Building software quality classification trees: approach, experimentation, evaluation

A methodology for generating an optimum software quality classification tree using software complexity metrics to discriminate between high-quality modules and low-quality modules is proposed. The process of tree generation is an application of the AIC (Akaike Information Criterion) procedures to the binomial distribution. AIC procedures are based on maximum likelihood estimation and the least number of complexity metrics. It is an improvement of the software quality classification tree generation method proposed by Porter and Selby (1990) from the viewpoint that the complexity metrics are minimized. The problems of their method are that the software quality prediction model is unstable because it reflects observational errors in real data too much and there is no objective criterion for determining whether the discrimination is appropriate or not at a deep nesting level of the classification tree when the number of sample modules gets smaller. To solve these problems a new metric is introduced and its validity is theoretically and experimentally verified.

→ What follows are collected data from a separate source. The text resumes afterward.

//! Change notifications and the listener table behind them.

use std::collections::HashMap;

use crate::types::ContactId;

/// Observable property of a contact.
#[derive(Clone, Copy, Debug, PartialEq, Eq, Hash)]
#[non_exhaustive]
pub enum ContactProperty {
    AvatarImage,
    Capabilities,
    PresenceType,
    PresenceStatus,
    PresenceStatusMessage,
    /// Any raw attribute.
    Attributes,
}

impl ContactProperty {
    /// Properties a master listens to on every attached roster contact.
    pub const ATTACHMENT: [Self; 3] = [Self::AvatarImage, Self::Capabilities, Self::PresenceType];

    /// Properties forwarded from whichever contact supplies a master's presence.
    pub const PRESENCE_FORWARD: [Self; 2] = [Self::PresenceStatus, Self::PresenceStatusMessage];
}

/// Event emitted by the identity graph, drained by the owning collection.
#[derive(Clone, Debug, PartialEq, Eq)]
#[non_exhaustive]
pub enum GraphEvent {
    Attached {
        master: ContactId,
        roster: ContactId,
    },
    Detached {
        master: ContactId,
        roster: ContactId,
    },
    Notify {
        contact: ContactId,
        property: ContactProperty,
    },
    Removed { contact: ContactId },
}

impl GraphEvent {
    /// The contact whose displayed state this event affects.
    pub fn subject(&self) -> ContactId {
        match self {
            Self::Attached { master, .. } | Self::Detached { master, .. } => *master,
            Self::Notify { contact, .. } | Self::Removed { contact } => *contact,
        }
    }
}

#[derive(Clone, Copy, Debug, PartialEq, Eq)]
pub(crate) struct Listener {
    pub subscriber: ContactId,
    pub property: ContactProperty,
}

/// Subscriptions keyed by the contact being observed.
#[derive(Debug, Default)]
pub(crate) struct ListenerTable {
    by_source: HashMap<ContactId, Vec<Listener>>,
}

impl ListenerTable {
    pub fn subscribe(
        &mut self,
        source: ContactId,
        subscriber: ContactId,
        property: ContactProperty,
    ) {
        let listeners = self.by_source.entry(source).or_default();
        let listener = Listener {
            subscriber,
            property,
        };
        if !listeners.contains(&listener) {
            listeners.push(listener);
        }
    }

    pub fn unsubscribe(
        &mut self,
        source: ContactId,
        subscriber: ContactId,
        properties: &[ContactProperty],
    ) -> usize {
        let Some(listeners) = self.by_source.get_mut(&source) else {
            return 0;
        };
        let before = listeners.len();
        listeners.retain(|l| l.subscriber != subscriber || !properties.contains(&l.property));
        let removed = before - listeners.len();
        if listeners.is_empty() {
            self.by_source.remove(&source);
        }
        removed
    }

    /// Subscribers of `property` on `source`, in subscription order.
    pub fn subscribers(&self, source: ContactId, property: ContactProperty) -> Vec<ContactId> {
        self.by_source
            .get(&source)
            .map(|listeners| {
                listeners
                    .iter()
                    .filter(|l| l.property == property)
                    .map(|l| l.subscriber)
                    .collect()
            })
            .unwrap_or_default()
    }

    pub fn is_subscribed(
        &self,
        source: ContactId,
        subscriber: ContactId,
        property: ContactProperty,
    ) -> bool {
        let listener = Listener {
            subscriber,
            property,
        };
        self.by_source
            .get(&source)
            .is_some_and(|listeners| listeners.contains(&listener))
    }

    /// Drops everything observed on or by `contact`.
    pub fn purge(&mut self, contact: ContactId) {
        self.by_source.remove(&contact);
        self.by_source.retain(|_, listeners| {
            listeners.retain(|l| l.subscriber != contact);
            !listeners.is_empty()
        });
    }

    pub fn len(&self) -> usize {
        self.by_source.values().map(Vec::len).sum()
    }
}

In our examples, complexity metrics written in C language, such as lines of source code, Halstead's (1977) software science, McCabe's (976) cyclomatic number, Henry and Kafura's (1981) fan-in/out and Howatt and Baker's (1989) scope number, are investigated. Our experiments with a medium-sized piece of software (85 thousand lines of source code; 562 samples) show that the software quality classification tree generated by our new metric identifies the target class of the observed modules more efficiently using the minimum number of complexity metrics without any significant decrease of the correct classification ratio (76%->72%) than the conventional classification tree.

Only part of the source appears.